Aim of the task » Where a line of the material contains the string "citations", copy that line.

Input material »
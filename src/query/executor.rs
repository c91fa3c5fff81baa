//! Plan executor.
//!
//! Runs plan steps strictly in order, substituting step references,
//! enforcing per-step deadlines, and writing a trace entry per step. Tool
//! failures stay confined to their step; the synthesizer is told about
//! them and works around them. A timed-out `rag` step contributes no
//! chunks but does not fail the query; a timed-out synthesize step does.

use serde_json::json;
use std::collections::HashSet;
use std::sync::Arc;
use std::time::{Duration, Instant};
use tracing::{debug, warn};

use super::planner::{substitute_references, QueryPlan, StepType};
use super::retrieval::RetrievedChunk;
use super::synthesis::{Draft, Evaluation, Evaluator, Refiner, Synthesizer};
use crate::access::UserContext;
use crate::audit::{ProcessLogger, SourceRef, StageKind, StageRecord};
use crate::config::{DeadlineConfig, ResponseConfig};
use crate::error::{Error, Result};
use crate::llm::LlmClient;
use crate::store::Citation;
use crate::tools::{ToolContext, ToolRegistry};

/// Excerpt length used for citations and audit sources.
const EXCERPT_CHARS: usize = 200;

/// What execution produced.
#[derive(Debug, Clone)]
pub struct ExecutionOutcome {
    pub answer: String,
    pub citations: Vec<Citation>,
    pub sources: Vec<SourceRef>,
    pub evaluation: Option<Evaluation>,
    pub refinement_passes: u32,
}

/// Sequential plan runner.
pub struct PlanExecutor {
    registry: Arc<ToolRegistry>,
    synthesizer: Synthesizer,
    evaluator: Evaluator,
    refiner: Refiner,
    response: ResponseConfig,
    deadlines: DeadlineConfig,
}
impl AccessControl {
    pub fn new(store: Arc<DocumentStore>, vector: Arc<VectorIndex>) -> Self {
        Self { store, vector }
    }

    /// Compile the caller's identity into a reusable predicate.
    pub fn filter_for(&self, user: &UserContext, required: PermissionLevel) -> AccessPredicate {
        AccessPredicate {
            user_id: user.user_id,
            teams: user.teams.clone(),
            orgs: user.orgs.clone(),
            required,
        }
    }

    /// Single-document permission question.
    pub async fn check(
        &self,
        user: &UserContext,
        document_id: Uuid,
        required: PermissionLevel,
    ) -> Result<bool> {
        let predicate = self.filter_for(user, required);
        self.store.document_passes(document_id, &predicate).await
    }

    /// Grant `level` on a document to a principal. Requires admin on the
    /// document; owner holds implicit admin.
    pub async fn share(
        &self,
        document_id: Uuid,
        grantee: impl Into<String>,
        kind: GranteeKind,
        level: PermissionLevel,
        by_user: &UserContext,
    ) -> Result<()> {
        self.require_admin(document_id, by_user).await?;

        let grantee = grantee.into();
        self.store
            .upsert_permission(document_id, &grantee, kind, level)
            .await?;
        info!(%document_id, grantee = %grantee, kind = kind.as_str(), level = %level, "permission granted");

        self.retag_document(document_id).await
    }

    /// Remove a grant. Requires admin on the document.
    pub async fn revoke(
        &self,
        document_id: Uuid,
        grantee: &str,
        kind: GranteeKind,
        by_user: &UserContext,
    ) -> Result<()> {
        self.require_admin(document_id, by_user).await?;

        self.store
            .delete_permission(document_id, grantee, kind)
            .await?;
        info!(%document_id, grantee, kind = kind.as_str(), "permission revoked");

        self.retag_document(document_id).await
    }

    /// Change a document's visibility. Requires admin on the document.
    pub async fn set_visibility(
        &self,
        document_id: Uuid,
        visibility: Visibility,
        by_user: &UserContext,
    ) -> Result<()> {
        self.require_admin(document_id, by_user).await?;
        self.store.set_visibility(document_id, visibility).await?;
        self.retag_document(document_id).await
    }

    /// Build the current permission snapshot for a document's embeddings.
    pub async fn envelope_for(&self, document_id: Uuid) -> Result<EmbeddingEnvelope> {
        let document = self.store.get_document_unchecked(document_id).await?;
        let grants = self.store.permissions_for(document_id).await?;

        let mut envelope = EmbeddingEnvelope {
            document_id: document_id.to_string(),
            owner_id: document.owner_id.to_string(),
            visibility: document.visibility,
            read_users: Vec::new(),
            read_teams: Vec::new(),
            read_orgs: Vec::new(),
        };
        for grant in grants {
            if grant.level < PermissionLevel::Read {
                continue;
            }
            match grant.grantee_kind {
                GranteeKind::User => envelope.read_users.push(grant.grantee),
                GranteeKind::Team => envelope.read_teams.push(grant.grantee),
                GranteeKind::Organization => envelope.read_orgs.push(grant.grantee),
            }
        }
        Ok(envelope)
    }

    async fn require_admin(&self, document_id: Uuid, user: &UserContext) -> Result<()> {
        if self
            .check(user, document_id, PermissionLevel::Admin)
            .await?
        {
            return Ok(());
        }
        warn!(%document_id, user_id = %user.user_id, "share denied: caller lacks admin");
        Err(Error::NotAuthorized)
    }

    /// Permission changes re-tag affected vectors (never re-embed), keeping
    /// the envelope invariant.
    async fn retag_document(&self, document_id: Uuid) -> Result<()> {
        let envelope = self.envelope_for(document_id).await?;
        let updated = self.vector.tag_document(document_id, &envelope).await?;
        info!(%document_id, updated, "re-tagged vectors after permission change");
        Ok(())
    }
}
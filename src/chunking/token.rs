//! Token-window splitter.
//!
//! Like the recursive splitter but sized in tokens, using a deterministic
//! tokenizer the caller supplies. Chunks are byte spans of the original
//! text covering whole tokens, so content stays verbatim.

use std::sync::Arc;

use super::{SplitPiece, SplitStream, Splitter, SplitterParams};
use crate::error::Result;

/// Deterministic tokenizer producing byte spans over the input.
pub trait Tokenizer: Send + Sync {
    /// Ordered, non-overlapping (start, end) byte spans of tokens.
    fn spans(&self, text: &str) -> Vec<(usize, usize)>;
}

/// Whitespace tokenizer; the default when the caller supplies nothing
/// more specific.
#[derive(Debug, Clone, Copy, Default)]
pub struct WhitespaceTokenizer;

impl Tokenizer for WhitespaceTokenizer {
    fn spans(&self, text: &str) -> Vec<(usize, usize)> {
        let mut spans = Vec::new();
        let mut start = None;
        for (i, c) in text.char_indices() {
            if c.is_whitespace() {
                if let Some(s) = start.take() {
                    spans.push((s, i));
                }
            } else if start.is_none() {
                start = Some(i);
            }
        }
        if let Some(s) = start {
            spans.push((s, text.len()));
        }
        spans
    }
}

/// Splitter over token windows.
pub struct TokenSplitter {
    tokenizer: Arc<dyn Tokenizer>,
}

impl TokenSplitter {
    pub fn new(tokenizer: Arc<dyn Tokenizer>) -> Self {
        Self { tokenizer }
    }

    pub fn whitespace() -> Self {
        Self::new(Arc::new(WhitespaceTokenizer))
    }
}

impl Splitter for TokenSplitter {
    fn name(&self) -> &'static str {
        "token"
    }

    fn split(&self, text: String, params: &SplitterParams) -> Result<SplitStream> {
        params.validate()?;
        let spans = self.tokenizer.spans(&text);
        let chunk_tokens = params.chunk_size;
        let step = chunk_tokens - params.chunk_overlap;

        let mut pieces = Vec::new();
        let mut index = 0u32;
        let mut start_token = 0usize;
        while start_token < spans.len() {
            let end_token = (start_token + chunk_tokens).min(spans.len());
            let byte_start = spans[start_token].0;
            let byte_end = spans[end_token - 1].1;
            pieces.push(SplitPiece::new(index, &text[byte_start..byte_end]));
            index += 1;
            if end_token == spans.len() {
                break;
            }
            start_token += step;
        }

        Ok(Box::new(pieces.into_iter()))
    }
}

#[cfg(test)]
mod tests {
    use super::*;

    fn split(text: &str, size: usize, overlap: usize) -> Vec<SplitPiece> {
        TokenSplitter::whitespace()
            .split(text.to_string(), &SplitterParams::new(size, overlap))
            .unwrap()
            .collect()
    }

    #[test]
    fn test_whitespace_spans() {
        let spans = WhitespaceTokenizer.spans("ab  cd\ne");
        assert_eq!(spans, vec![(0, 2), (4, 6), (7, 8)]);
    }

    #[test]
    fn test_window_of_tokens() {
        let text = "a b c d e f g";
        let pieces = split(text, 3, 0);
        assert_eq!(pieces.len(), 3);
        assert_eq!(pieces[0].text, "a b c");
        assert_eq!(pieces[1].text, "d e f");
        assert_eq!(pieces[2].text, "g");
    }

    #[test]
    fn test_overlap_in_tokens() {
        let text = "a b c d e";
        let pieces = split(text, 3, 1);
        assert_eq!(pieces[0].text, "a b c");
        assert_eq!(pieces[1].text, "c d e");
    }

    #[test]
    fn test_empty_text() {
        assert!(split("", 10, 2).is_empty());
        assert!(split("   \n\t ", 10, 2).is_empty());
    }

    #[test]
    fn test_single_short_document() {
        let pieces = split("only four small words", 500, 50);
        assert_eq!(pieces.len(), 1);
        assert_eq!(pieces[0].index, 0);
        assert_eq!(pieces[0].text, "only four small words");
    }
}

Task answer »
/// Excerpt length used for citations and audit sources.
    pub citations: Vec<Citation>,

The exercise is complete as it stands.